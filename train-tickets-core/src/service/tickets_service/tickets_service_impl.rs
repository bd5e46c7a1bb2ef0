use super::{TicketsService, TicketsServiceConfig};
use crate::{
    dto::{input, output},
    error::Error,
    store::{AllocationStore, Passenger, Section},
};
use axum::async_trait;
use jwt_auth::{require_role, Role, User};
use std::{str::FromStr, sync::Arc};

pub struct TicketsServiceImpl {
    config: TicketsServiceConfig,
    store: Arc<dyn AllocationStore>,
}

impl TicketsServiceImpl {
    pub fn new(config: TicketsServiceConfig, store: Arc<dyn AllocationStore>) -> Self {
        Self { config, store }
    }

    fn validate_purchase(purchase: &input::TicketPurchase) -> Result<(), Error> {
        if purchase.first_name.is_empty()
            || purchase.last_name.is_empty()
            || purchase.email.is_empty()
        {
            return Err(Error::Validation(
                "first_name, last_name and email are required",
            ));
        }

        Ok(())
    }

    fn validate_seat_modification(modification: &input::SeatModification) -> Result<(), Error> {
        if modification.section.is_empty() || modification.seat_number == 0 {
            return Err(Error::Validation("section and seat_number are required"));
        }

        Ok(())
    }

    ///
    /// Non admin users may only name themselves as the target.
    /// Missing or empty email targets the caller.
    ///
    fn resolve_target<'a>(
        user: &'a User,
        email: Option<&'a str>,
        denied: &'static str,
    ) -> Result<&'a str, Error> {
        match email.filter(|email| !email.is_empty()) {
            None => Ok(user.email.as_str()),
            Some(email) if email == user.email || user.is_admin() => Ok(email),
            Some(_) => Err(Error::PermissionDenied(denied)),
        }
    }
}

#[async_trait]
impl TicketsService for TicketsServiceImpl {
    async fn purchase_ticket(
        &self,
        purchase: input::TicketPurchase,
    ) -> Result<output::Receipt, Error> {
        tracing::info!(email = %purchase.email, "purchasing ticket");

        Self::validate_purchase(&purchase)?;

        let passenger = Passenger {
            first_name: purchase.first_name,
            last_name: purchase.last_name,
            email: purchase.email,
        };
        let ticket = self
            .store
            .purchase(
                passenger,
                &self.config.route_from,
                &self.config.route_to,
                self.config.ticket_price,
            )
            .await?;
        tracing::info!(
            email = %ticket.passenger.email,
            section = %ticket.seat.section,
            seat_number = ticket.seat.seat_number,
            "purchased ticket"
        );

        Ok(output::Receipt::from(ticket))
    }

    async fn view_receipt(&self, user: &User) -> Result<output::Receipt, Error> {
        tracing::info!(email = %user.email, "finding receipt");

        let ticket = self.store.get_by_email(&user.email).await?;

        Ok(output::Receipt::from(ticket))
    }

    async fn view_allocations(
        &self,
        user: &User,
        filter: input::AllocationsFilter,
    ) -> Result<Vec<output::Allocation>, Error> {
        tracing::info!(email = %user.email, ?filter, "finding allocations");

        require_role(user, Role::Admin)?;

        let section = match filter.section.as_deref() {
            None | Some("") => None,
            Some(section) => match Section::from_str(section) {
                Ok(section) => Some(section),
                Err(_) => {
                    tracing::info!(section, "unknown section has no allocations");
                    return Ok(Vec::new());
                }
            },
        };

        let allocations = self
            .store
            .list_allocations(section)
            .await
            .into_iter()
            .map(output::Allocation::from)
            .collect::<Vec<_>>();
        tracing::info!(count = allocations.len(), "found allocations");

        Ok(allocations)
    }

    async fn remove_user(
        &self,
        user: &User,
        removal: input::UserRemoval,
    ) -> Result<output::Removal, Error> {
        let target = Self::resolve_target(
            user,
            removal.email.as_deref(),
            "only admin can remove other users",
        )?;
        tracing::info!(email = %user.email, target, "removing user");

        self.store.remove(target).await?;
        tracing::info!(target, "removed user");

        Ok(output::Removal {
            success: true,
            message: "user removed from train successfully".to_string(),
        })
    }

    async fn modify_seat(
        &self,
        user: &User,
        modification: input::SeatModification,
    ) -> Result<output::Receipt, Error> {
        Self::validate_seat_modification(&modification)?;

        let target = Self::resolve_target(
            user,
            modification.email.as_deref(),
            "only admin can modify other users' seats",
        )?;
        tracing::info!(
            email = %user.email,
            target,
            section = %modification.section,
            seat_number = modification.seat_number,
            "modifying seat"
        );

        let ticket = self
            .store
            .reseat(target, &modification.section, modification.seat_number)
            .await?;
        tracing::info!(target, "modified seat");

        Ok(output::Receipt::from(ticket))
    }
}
---
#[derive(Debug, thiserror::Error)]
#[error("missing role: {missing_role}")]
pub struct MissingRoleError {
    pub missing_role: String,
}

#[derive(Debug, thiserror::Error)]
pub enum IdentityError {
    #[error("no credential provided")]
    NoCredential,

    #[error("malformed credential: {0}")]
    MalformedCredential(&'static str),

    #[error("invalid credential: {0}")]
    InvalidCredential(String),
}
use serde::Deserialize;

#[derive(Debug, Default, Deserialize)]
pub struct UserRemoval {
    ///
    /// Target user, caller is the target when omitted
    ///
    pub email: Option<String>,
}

■ WHAT IS EXPECTED ■
From the entries above, copy each line holding "TicketsServiceImpl".

■ TASK RESULT ■
pub struct TicketsServiceImpl {
impl TicketsServiceImpl {
impl TicketsService for TicketsServiceImpl {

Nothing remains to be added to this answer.